A questão é que a Funai, o Ministério da Justiça, as corporações, os crentes no “progresso” são parte do problema dessa infinita remediação de um campo que sofre retrocessos terríveis. Neste momento Michel Temer ameaça colocar fim à demarcação das terras indígenas e mudar os atuais procedimentos por meio de um decreto desastroso.

Como lidar com a esquizofrenia dos que enxergam os índios como “commodities” de uma diversidade cultural brasileira exuberante, uma espécie de “reserva de humanidade”, mas destroem a base material dessa cultura que são suas terras?

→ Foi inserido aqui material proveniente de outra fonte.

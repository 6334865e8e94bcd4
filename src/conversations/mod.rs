mod list;
mod msg;

use axum::{routing::get, Router};
use uuid::Uuid;

use crate::{AppError, AppResult, AppState};

pub fn router() -> Router<AppState> {
    Router::new()
        .route("/api/conversations", get(list::conversations))
        .route("/api/conversations/{conversation_id}", get(list::conversation))
        .route(
            "/api/conversations/{conversation_id}/messages",
            get(msg::messages).post(msg::send_msg),
        )
}

const NOT_FOUND: AppError = AppError::NotFound("Conversation not found or access denied");

/// Path ids that don't parse name no conversation the caller can see.
fn conversation_id(raw: &str) -> AppResult<Uuid> {
    Uuid::parse_str(raw).map_err(|_| NOT_FOUND)
}
use serde::Serialize;
use sqlx::{FromRow, SqlitePool};
use time::{Duration, OffsetDateTime};
use uuid::Uuid;

use super::users::User;

pub const SESSION_TTL: Duration = Duration::days(7);

#[derive(Debug, Clone, Serialize, FromRow)]
pub struct UserSession {
    pub id: Uuid,
    pub user_id: Uuid,
    #[serde(skip_serializing)]
    pub session_token: String,
    #[serde(with = "time::serde::rfc3339")]
    pub expires_at: OffsetDateTime,
    #[serde(with = "time::serde::rfc3339")]
    pub created_at: OffsetDateTime,
    pub is_active: bool,
}

/// Drops every session the user holds and opens a fresh one for `token`.
pub async fn replace_for_user(
    db_pool: &SqlitePool,
    user_id: Uuid,
    token: &str,
) -> Result<UserSession, sqlx::Error> {
    sqlx::query("DELETE FROM user_sessions WHERE user_id=?")
        .bind(user_id)
        .execute(db_pool)
        .await?;

    let created_at = super::now();
    let session = UserSession {
        id: Uuid::now_v7(),
        user_id,
        session_token: token.to_owned(),
        expires_at: created_at + SESSION_TTL,
        created_at,
        is_active: true,
    };

    sqlx::query(
        "INSERT INTO user_sessions (id,user_id,session_token,expires_at,created_at,is_active) \
         VALUES (?,?,?,?,?,?)",
    )
    .bind(session.id)
    .bind(session.user_id)
    .bind(&session.session_token)
    .bind(session.expires_at)
    .bind(session.created_at)
    .bind(session.is_active)
    .execute(db_pool)
    .await?;

    Ok(session)
}

pub async fn find_by_token(db_pool: &SqlitePool, token: &str) -> Result<Option<UserSession>, sqlx::Error> {
    sqlx::query_as("SELECT * FROM user_sessions WHERE session_token=? AND is_active=1")
        .bind(token)
        .fetch_optional(db_pool)
        .await
}

/// Resolves a bearer token to its user. Inactive, expired and orphaned
/// sessions all resolve to `None`.
pub async fn user_for_token(db_pool: &SqlitePool, token: &str) -> Result<Option<User>, sqlx::Error> {
    let Some(session) = find_by_token(db_pool, token).await? else {
        return Ok(None);
    };

    if session.expires_at <= OffsetDateTime::now_utc() {
        return Ok(None);
    }

    super::users::find_by_id(db_pool, session.user_id).await
}

pub async fn deactivate(db_pool: &SqlitePool, token: &str) -> Result<u64, sqlx::Error> {
    Ok(sqlx::query("UPDATE user_sessions SET is_active=0 WHERE session_token=?")
        .bind(token)
        .execute(db_pool)
        .await?
        .rows_affected())
}
mod browse;
mod edit;
mod page;

use axum::{routing::get, Router};

use crate::AppState;

pub fn router() -> Router<AppState> {
    Router::new()
        .route(
            "/api/profile",
            get(page::my_profile).post(edit::create).put(edit::update),
        )
        .route("/api/profile/browse", get(browse::browse))
        .route("/api/profile/{user_id}", get(page::user_profile))
}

Stuckert, o fotógrafo, e todos dentro do avião estavam, evidentemente, em relação desigual de poder diante de um grupo indígena avistado graças ao avião e a uma lente potente. Ninguém veria os índios não fosse a própria teleobjetiva. A tribo responde com flechas na direção da aeronave. Obviamente é um contato indesejado! Deveriam simplesmente seguir o voo sem nada registrar?

Essas fotos provam a brutalidade dos contatos, mas provam também que existe uma humanidade possível que rivaliza com o mundo em que vivemos. E que não podemos negar aos indígenas sua contemporaneidade, o direito de existir no presente.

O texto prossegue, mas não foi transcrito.